Bem-vindos a mais uma crítica do Primeira Impressão!
Como passaram da semana
passada? Confesso que essa minha semana não foi das melhores, principalmente
nos últimos dias, em que ficamos sabendo da partida do grande ator Chadwick
Boseman, conhecido mundialmente pelo papel do Pantera Negra no Universo
Cinematográfico da Marvel. Ao longo dos milênios perdi diversos ídolos
envolvidos na arte de contar histórias, mas poucos me tocaram dessa forma. Seu
trabalho significou muito em termos de representatividade e seu legado
certamente será eterno. O que me conforta é que ele está bem, está melhor e
entre os seus, em algum lugar dentro ou fora do frágil, mas arrojado tecido
existencial.
Bom, vamos tentar secar as
lágrimas por um pouco de tempo para que possamos falar sobre a webnovela de
hoje, que se trata de Força de um Sonho, escrita por Diego Silva e exibida aqui
no Ranable Webs. Confiram a sinopse:
“Janaína é moradora da
Rocinha, e vive em uma casa muito simples com sua mãe Leonor, seu pai Augusto e
seu irmão Wesley. Após a morte de Augusto, que foi brutalmente assassinado por
Jadson, Leonor fica viúva e precisa assumir a família; com isso as dificuldades
financeiras aumentam. Então, junto com Janaína, ela vai trabalhar na casa de
Paula. É quando Janaína conhece André, morador da Zona Sul do Rio de Janeiro.

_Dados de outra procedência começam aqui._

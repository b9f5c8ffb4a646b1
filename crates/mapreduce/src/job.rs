//! Job context, worker lifecycle, and the waitable handle internals.
//!
//! Each worker runs map → sort → deposit → barrier → reduce. The last
//! thread into the barrier shuffles every deposited intermediate vector
//! into key groups and opens the reduce phase before anyone is released.

use std::mem;
use std::sync::{Arc, OnceLock};
use std::thread::{self, JoinHandle};

use parking_lot::{Condvar, Mutex};

use crate::barrier::Barrier;
use crate::counter::{self, ProgressCounter};
use crate::shuffle::drain_into_groups;
use crate::{JobState, MapReduceClient, OutputVec, Stage};

type Pairs<C> = Vec<(<C as MapReduceClient>::K2, <C as MapReduceClient>::V2)>;

/// Handed to the client's `map` and `reduce` calls. Owns the worker's
/// intermediate vector during map and reaches the shared output vector.
pub struct WorkerContext<'job, C: MapReduceClient> {
    job: &'job JobInner<C>,
    intermediate: Pairs<C>,
}

impl<'job, C: MapReduceClient> WorkerContext<'job, C> {
    /// Append one intermediate pair from `map`.
    pub fn emit2(&mut self, key: C::K2, value: C::V2) {
        self.intermediate.push((key, value));
    }

    /// Append one output pair from `reduce`.
    pub fn emit3(&self, key: C::K3, value: C::V3) {
        self.job.output.lock().push((key, value));
    }
}

/// Observable progress plus the current phase's denominator, serialized
/// under one lock.
struct ProgressState {
    stage: Stage,
    percent: f32,
    total: u64,
}

#[derive(Clone, Copy, PartialEq, Eq)]
enum JoinFlag {
    /// Nobody has waited on the job yet.
    Idle,
    /// One caller is joining the worker threads.
    Joining,
    /// The job is finished; waiting returns immediately.
    Done,
}

struct JoinState {
    flag: JoinFlag,
    handles: Vec<JoinHandle<()>>,
}

pub(crate) struct JobInner<C: MapReduceClient> {
    client: C,
    input: Vec<(C::K1, C::V1)>,
    output: OutputVec<C>,
    counter: ProgressCounter,
    /// One slot per worker, filled with the sorted intermediate vector
    /// right before the barrier; the shuffler drains them all.
    deposits: Mutex<Vec<Pairs<C>>>,
    /// Shuffle output: written once by the last thread into the barrier,
    /// read-only to reducers.
    groups: OnceLock<Vec<Pairs<C>>>,
    state: Mutex<ProgressState>,
    barrier: Barrier,
    join: Mutex<JoinState>,
    join_cv: Condvar,
}

impl<C: MapReduceClient> JobInner<C> {
    pub fn launch(
        client: C,
        input: Vec<(C::K1, C::V1)>,
        output: OutputVec<C>,
        workers: usize,
    ) -> Arc<Self> {
        assert!(workers >= 1, "a job needs at least one worker");
        assert!(
            input.len() as u64 <= counter::MAX_UNITS,
            "input exceeds the progress counter's pair limit"
        );

        let inner = Arc::new(JobInner {
            client,
            input,
            output,
            counter: ProgressCounter::new(),
            deposits: Mutex::new((0..workers).map(|_| Vec::new()).collect()),
            groups: OnceLock::new(),
            state: Mutex::new(ProgressState {
                stage: Stage::Undefined,
                percent: 0.0,
                total: 0,
            }),
            barrier: Barrier::new(workers),
            join: Mutex::new(JoinState {
                flag: JoinFlag::Idle,
                handles: Vec::with_capacity(workers),
            }),
            join_cv: Condvar::new(),
        });

        let mut handles = Vec::with_capacity(workers);
        for slot in 0..workers {
            let job = Arc::clone(&inner);
            let handle = thread::Builder::new()
                .name(format!("mapreduce-worker-{slot}"))
                .spawn(move || worker_loop(&job, slot))
                .unwrap_or_else(|_| die("worker thread creation failure"));
            handles.push(handle);
        }
        inner.join.lock().handles = handles;
        log::debug!("job started with {workers} workers");
        inner
    }

    /// Tri-state join protocol: the first waiter joins every worker and
    /// broadcasts, later waiters park on the condvar, and anyone arriving
    /// after completion returns at once.
    pub fn wait(&self) {
        let mut join = self.join.lock();
        loop {
            match join.flag {
                JoinFlag::Done => return,
                JoinFlag::Joining => self.join_cv.wait(&mut join),
                JoinFlag::Idle => {
                    join.flag = JoinFlag::Joining;
                    let handles = mem::take(&mut join.handles);
                    drop(join);
                    for handle in handles {
                        if handle.join().is_err() {
                            die("worker thread join failure");
                        }
                    }
                    let mut join = self.join.lock();
                    join.flag = JoinFlag::Done;
                    self.join_cv.notify_all();
                    return;
                }
            }
        }
    }

    /// Atomic snapshot of the observable job state.
    pub fn state(&self) -> JobState {
        let state = self.state.lock();
        JobState {
            stage: state.stage,
            percent: state.percent,
        }
    }

    fn run_map(&self, ctx: &mut WorkerContext<'_, C>) {
        self.enter_map();
        loop {
            let index = self.counter.claim();
            if index >= self.input.len() {
                break;
            }
            let (key, value) = &self.input[index];
            self.client.map(key, value, ctx);
            self.counter.add_completed(1);
            self.refresh_percent();
        }
    }

    /// First worker into map publishes the stage; the rest see it set.
    fn enter_map(&self) {
        let mut state = self.state.lock();
        if state.stage == Stage::Undefined {
            state.stage = Stage::Map;
            state.total = self.input.len() as u64;
            state.percent = if state.total == 0 { 100.0 } else { 0.0 };
        }
    }

    /// Runs on the last thread into the barrier, alone: every other worker
    /// is parked until the barrier is released, so the deposited vectors
    /// are exclusively the shuffler's.
    fn run_shuffle(&self) {
        let mut vecs = mem::take(&mut *self.deposits.lock());
        let total_pairs: usize = vecs.iter().map(Vec::len).sum();
        assert!(
            total_pairs as u64 <= counter::MAX_UNITS,
            "intermediate pairs exceed the progress counter's limit"
        );

        self.counter.enter(Stage::Shuffle);
        {
            let mut state = self.state.lock();
            state.stage = Stage::Shuffle;
            state.total = total_pairs as u64;
            state.percent = if total_pairs == 0 { 100.0 } else { 0.0 };
        }

        let groups = drain_into_groups(&mut vecs, |drained| {
            self.counter.add_completed(drained as u64);
            self.refresh_percent();
        });
        log::debug!(
            "shuffle grouped {total_pairs} pairs into {} groups",
            groups.len()
        );
        if self.groups.set(groups).is_err() {
            unreachable!("shuffle output published twice");
        }
    }

    fn enter_reduce(&self) {
        self.counter.enter(Stage::Reduce);
        let total = self.shuffled_groups().len() as u64;
        let mut state = self.state.lock();
        state.stage = Stage::Reduce;
        state.total = total;
        state.percent = if total == 0 { 100.0 } else { 0.0 };
    }

    fn run_reduce(&self, ctx: &mut WorkerContext<'_, C>) {
        debug_assert_eq!(self.counter.stage(), Stage::Reduce);
        let groups = self.shuffled_groups();
        loop {
            let index = self.counter.claim();
            if index >= groups.len() {
                break;
            }
            self.client.reduce(&groups[index], ctx);
            self.counter.add_completed(1);
            self.refresh_percent();
        }
    }

    fn shuffled_groups(&self) -> &[Pairs<C>] {
        self.groups.get().expect("shuffle output published")
    }

    /// Recompute the percentage from the counter's completed field and the
    /// phase denominator. A stale relaxed read must never drag a published
    /// percentage backward, so only increases are kept.
    fn refresh_percent(&self) {
        let completed = self.counter.completed();
        let mut state = self.state.lock();
        let percent = if state.total == 0 {
            100.0
        } else {
            (completed as f32 / state.total as f32) * 100.0
        };
        if percent > state.percent {
            state.percent = percent;
        }
    }
}

fn worker_loop<C: MapReduceClient>(job: &JobInner<C>, slot: usize) {
    let mut ctx = WorkerContext {
        job,
        intermediate: Vec::new(),
    };
    job.run_map(&mut ctx);
    ctx.intermediate.sort_by(|a, b| a.0.cmp(&b.0));
    job.deposits.lock()[slot] = mem::take(&mut ctx.intermediate);
    job.barrier.wait(|| {
        job.run_shuffle();
        job.enter_reduce();
    });
    job.run_reduce(&mut ctx);
}

/// A platform primitive failed underneath the engine; nothing recoverable
/// remains. Prints the diagnostic and exits with a failure status.
fn die(what: &str) -> ! {
    eprintln!("system error: {what}");
    std::process::exit(1);
}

Paula, ex-namorada do rapaz e racista, ao descobrir que foi trocada por Janaína
mostrará seu lado intolerante. No meio de toda essa história virá à tona um
debate relacionado às classes sociais e à toda desigualdade existente no nosso
país.”
Mancebos, hoje eu vou
apresentar a vocês um dos problemas mais recorrentes das produções artísticas
ficcionais, mesmo nas de grande orçamento: o diálogo expositivo. Vamos fazer um
pequeno exercício mental: você acorda pela manhã, encontra sua família à mesa
e, durante o desjejum, vocês conversam sobre o seu trabalho, que é em uma
central – chamada Cevavi – para onde as pessoas ligam a fim de desabafarem suas
angústias. Detalhe: você está lá há 1 ano. Então, mancebo, você diz que está
muito satisfeito com o seu emprego, que ouvir as pessoas é algo muito
importante e que em você as pessoas podem encontrar um escape para suas
aflições de alma... Daí você ainda diz que não se cansa, pois a Cevavi é muito
cuidadosa com a jornada de trabalho de seus funcionários, que segue as leis
corretamente, que você consegue ter seu tempo de descanso, de banheiro, de refeição
e tudo mais.
Vejam bem. Por que é que você
está dizendo tudo isso para sua família, que sabe há 1 ano onde você trabalha?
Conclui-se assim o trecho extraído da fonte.